_Exercise directions_. Where a line below includes the word "cloned", copy that line.

[Collected data]
*** Block opens ***

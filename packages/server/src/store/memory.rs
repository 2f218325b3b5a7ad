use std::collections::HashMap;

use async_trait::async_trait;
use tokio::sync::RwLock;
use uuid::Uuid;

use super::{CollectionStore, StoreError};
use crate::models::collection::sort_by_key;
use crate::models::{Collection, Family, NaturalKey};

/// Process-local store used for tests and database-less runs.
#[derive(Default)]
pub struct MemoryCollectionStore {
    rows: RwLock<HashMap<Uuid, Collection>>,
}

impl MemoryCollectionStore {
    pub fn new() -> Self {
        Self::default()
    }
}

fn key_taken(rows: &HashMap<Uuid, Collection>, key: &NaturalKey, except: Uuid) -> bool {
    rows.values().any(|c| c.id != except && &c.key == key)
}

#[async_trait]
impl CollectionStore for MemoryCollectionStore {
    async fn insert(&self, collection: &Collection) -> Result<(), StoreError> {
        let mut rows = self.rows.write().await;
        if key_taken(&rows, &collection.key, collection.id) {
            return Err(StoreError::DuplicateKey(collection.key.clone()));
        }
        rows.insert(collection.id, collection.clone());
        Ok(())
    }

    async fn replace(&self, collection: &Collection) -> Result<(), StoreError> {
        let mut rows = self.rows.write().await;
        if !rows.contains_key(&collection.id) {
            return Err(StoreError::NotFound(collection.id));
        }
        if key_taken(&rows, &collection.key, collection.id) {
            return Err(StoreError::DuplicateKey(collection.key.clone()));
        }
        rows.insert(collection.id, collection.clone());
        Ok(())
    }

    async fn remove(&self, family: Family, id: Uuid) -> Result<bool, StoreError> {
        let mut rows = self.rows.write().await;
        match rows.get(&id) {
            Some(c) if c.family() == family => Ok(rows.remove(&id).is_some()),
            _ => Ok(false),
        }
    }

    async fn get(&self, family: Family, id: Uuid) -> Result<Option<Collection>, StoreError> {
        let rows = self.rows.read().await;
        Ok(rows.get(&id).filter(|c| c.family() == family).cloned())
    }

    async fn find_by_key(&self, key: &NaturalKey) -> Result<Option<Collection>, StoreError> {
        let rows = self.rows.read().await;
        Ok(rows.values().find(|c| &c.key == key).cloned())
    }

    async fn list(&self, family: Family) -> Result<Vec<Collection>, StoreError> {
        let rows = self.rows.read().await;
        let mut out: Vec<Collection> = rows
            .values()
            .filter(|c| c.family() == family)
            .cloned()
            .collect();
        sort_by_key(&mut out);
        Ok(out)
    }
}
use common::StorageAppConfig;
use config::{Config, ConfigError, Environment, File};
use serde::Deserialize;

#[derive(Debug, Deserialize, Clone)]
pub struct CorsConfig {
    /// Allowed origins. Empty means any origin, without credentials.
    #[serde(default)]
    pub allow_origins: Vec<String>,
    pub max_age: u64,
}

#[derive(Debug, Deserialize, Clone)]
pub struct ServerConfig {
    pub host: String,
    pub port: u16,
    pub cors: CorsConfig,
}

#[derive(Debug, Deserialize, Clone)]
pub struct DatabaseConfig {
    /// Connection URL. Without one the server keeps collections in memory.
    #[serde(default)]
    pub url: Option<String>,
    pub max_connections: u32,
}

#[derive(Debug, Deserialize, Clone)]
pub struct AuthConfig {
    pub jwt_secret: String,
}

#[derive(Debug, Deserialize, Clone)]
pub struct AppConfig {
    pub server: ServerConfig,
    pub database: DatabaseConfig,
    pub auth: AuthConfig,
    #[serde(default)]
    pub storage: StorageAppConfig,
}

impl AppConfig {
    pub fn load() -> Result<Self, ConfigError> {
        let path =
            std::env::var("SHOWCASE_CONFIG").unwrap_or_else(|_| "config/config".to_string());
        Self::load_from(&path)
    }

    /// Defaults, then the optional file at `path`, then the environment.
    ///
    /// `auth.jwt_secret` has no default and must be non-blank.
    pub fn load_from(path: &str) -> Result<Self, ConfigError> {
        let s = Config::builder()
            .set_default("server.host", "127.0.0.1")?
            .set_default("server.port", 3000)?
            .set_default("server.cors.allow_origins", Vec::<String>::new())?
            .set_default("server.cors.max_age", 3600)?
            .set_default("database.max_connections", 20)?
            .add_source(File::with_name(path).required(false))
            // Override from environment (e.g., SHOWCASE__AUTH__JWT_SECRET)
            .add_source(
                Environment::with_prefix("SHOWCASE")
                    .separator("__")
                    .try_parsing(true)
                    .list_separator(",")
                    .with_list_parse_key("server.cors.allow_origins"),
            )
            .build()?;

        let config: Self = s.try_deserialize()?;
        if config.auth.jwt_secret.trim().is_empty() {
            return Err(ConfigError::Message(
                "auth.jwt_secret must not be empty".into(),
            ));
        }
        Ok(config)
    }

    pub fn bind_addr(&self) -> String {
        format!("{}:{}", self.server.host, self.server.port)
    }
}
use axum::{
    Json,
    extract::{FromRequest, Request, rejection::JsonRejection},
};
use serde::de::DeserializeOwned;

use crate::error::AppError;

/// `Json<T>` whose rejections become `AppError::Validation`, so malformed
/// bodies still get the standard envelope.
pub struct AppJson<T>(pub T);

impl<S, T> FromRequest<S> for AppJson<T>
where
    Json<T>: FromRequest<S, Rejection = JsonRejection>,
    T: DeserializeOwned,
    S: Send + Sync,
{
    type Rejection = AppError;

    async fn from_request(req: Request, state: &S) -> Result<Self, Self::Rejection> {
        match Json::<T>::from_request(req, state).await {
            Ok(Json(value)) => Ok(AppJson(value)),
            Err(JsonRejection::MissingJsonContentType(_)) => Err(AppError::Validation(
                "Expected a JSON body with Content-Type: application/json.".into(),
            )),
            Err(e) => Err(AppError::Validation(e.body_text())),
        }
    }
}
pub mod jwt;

*** Block closes ***

_Response to the exercise_.
        Ok(rows.get(&id).filter(|c| c.family() == family).cloned())
        Ok(rows.values().find(|c| &c.key == key).cloned())
            .cloned()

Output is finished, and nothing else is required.